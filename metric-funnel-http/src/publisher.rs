// Copyright Amazon.com, Inc. or its affiliates. All Rights Reserved.
// SPDX-License-Identifier: Apache-2.0

use std::time::Duration;

use metric_funnel_core::{Batch, PublishError, Publisher};
use reqwest::blocking::Client as HttpClient;
use url::Url;

use crate::{ConnectError, Credentials};

/// The hosted collector's metrics endpoint.
pub const DEFAULT_ENDPOINT: &str = "https://metrics-api.librato.com/v1/metrics";

/// Builder for [`HttpPublisher`]
#[derive(Debug)]
pub struct HttpPublisherBuilder {
    credentials: Credentials,
    endpoint: String,
    timeout: Duration,
    user_agent: String,
}

impl HttpPublisherBuilder {
    /// Sets the URL batches are POSTed to. Defaults to [`DEFAULT_ENDPOINT`].
    pub fn endpoint(mut self, endpoint: impl Into<String>) -> Self {
        self.endpoint = endpoint.into();
        self
    }

    /// Sets the timeout of a whole publish request, including reading the response.
    ///
    /// Defaults to 10 seconds. A publish blocks the harvest thread, so a long timeout delays the next harvest during
    /// a collector outage and more measurements are dropped from the full queue.
    pub fn timeout(mut self, timeout: Duration) -> Self {
        assert!(timeout > Duration::ZERO, "timeout must not be zero");
        self.timeout = timeout;
        self
    }

    /// Sets the `User-Agent` header.
    pub fn user_agent(mut self, user_agent: impl Into<String>) -> Self {
        self.user_agent = user_agent.into();
        self
    }

    /// Build the publisher.
    pub fn build(self) -> Result<HttpPublisher, ConnectError> {
        let endpoint = Url::parse(&self.endpoint)?;
        let client = HttpClient::builder()
            .timeout(self.timeout)
            .user_agent(self.user_agent)
            .build()?;
        Ok(HttpPublisher {
            client,
            endpoint,
            credentials: self.credentials,
        })
    }
}

/// [`Publisher`] sending each batch as a JSON document over HTTP(S), authenticated with basic auth.
///
/// Any 2xx response is a success. Other statuses become [`PublishError::Status`] and connection problems
/// [`PublishError::Transport`]. Nothing is retried.
#[derive(Debug)]
pub struct HttpPublisher {
    client: HttpClient,
    endpoint: Url,
    credentials: Credentials,
}

impl HttpPublisher {
    /// Create a [`HttpPublisherBuilder`] with the default endpoint and timeout.
    pub fn builder(credentials: Credentials) -> HttpPublisherBuilder {
        HttpPublisherBuilder {
            credentials,
            endpoint: DEFAULT_ENDPOINT.into(),
            timeout: Duration::from_secs(10),
            user_agent: concat!("metric-funnel/", env!("CARGO_PKG_VERSION")).into(),
        }
    }

    /// The URL batches are POSTed to.
    pub fn endpoint(&self) -> &Url {
        &self.endpoint
    }
}

impl Publisher for HttpPublisher {
    fn publish(&mut self, batch: &Batch) -> Result<(), PublishError> {
        // the collector rejects the whole request for one bad name, don't bother sending it
        batch.validate()?;

        if tracing::enabled!(tracing::Level::TRACE) {
            match serde_json::to_string(batch) {
                Ok(payload) => tracing::trace!(%payload, "publishing metrics payload"),
                Err(err) => tracing::trace!(%err, "couldn't render metrics payload"),
            }
        }

        let response = self
            .client
            .post(self.endpoint.clone())
            .basic_auth(&self.credentials.email, Some(&self.credentials.api_key))
            .json(batch)
            .send()
            .map_err(PublishError::transport)?;

        let status = response.status();
        if status.is_success() {
            tracing::debug!(%status, measurements = batch.len(), "metrics batch accepted");
            return Ok(());
        }
        // the body usually says which measurement was rejected
        let body = response.text().unwrap_or_default();
        Err(PublishError::Status {
            status: status.as_u16(),
            body,
        })
    }
}

#[cfg(test)]
mod tests {
    use metric_funnel_core::Gauge;

    use super::*;

    #[test]
    fn defaults() {
        let publisher = HttpPublisher::builder(Credentials::new("a", "b"))
            .build()
            .unwrap();
        assert_eq!(publisher.endpoint().as_str(), DEFAULT_ENDPOINT);
    }

    #[test]
    fn invalid_batch_is_rejected_before_sending() {
        // nothing listens on port 1, a request would fail with a transport error instead
        let mut publisher = HttpPublisher::builder(Credentials::new("a", "b"))
            .endpoint("http://127.0.0.1:1/v1/metrics")
            .build()
            .unwrap();
        let batch = Batch::from_iter([Gauge::new("not valid!", 1)]);
        assert!(matches!(
            publisher.publish(&batch),
            Err(PublishError::Validation(_))
        ));
    }
}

**Instructions to follow:** All the data above is to be given again, exactly.

**Output of the exercise:**
filename metric-funnel-http/src/publisher.rs
// Copyright Amazon.com, Inc. or its affiliates. All Rights Reserved.
// SPDX-License-Identifier: Apache-2.0

use std::time::Duration;

use metric_funnel_core::{Batch, PublishError, Publisher};
use reqwest::blocking::Client as HttpClient;
use url::Url;

use crate::{ConnectError, Credentials};

/// The hosted collector's metrics endpoint.
pub const DEFAULT_ENDPOINT: &str = "https://metrics-api.librato.com/v1/metrics";

/// Builder for [`HttpPublisher`]
#[derive(Debug)]
pub struct HttpPublisherBuilder {
    credentials: Credentials,
    endpoint: String,
    timeout: Duration,
    user_agent: String,
}

impl HttpPublisherBuilder {
    /// Sets the URL batches are POSTed to. Defaults to [`DEFAULT_ENDPOINT`].
    pub fn endpoint(mut self, endpoint: impl Into<String>) -> Self {
        self.endpoint = endpoint.into();
        self
    }

    /// Sets the timeout of a whole publish request, including reading the response.
    ///
    /// Defaults to 10 seconds. A publish blocks the harvest thread, so a long timeout delays the next harvest during
    /// a collector outage and more measurements are dropped from the full queue.
    pub fn timeout(mut self, timeout: Duration) -> Self {
        assert!(timeout > Duration::ZERO, "timeout must not be zero");
        self.timeout = timeout;
        self
    }

    /// Sets the `User-Agent` header.
    pub fn user_agent(mut self, user_agent: impl Into<String>) -> Self {
        self.user_agent = user_agent.into();
        self
    }

    /// Build the publisher.
    pub fn build(self) -> Result<HttpPublisher, ConnectError> {
        let endpoint = Url::parse(&self.endpoint)?;
        let client = HttpClient::builder()
            .timeout(self.timeout)
            .user_agent(self.user_agent)
            .build()?;
        Ok(HttpPublisher {
            client,
            endpoint,
            credentials: self.credentials,
        })
    }
}

/// [`Publisher`] sending each batch as a JSON document over HTTP(S), authenticated with basic auth.
///
/// Any 2xx response is a success. Other statuses become [`PublishError::Status`] and connection problems
/// [`PublishError::Transport`]. Nothing is retried.
#[derive(Debug)]
pub struct HttpPublisher {
    client: HttpClient,
    endpoint: Url,
    credentials: Credentials,
}

impl HttpPublisher {
    /// Create a [`HttpPublisherBuilder`] with the default endpoint and timeout.
    pub fn builder(credentials: Credentials) -> HttpPublisherBuilder {
        HttpPublisherBuilder {
            credentials,
            endpoint: DEFAULT_ENDPOINT.into(),
            timeout: Duration::from_secs(10),
            user_agent: concat!("metric-funnel/", env!("CARGO_PKG_VERSION")).into(),
        }
    }

    /// The URL batches are POSTed to.
    pub fn endpoint(&self) -> &Url {
        &self.endpoint
    }
}

impl Publisher for HttpPublisher {
    fn publish(&mut self, batch: &Batch) -> Result<(), PublishError> {
        // the collector rejects the whole request for one bad name, don't bother sending it
        batch.validate()?;

        if tracing::enabled!(tracing::Level::TRACE) {
            match serde_json::to_string(batch) {
                Ok(payload) => tracing::trace!(%payload, "publishing metrics payload"),
                Err(err) => tracing::trace!(%err, "couldn't render metrics payload"),
            }
        }

        let response = self
            .client
            .post(self.endpoint.clone())
            .basic_auth(&self.credentials.email, Some(&self.credentials.api_key))
            .json(batch)
            .send()
            .map_err(PublishError::transport)?;

        let status = response.status();
        if status.is_success() {
            tracing::debug!(%status, measurements = batch.len(), "metrics batch accepted");
            return Ok(());
        }
        // the body usually says which measurement was rejected
        let body = response.text().unwrap_or_default();
        Err(PublishError::Status {
            status: status.as_u16(),
            body,
        })
    }
}

#[cfg(test)]
mod tests {
    use metric_funnel_core::Gauge;

    use super::*;

    #[test]
    fn defaults() {
        let publisher = HttpPublisher::builder(Credentials::new("a", "b"))
            .build()
            .unwrap();
        assert_eq!(publisher.endpoint().as_str(), DEFAULT_ENDPOINT);
    }

    #[test]
    fn invalid_batch_is_rejected_before_sending() {
        // nothing listens on port 1, a request would fail with a transport error instead
        let mut publisher = HttpPublisher::builder(Credentials::new("a", "b"))
            .endpoint("http://127.0.0.1:1/v1/metrics")
            .build()
            .unwrap();
        let batch = Batch::from_iter([Gauge::new("not valid!", 1)]);
        assert!(matches!(
            publisher.publish(&batch),
            Err(PublishError::Validation(_))
        ));
    }
}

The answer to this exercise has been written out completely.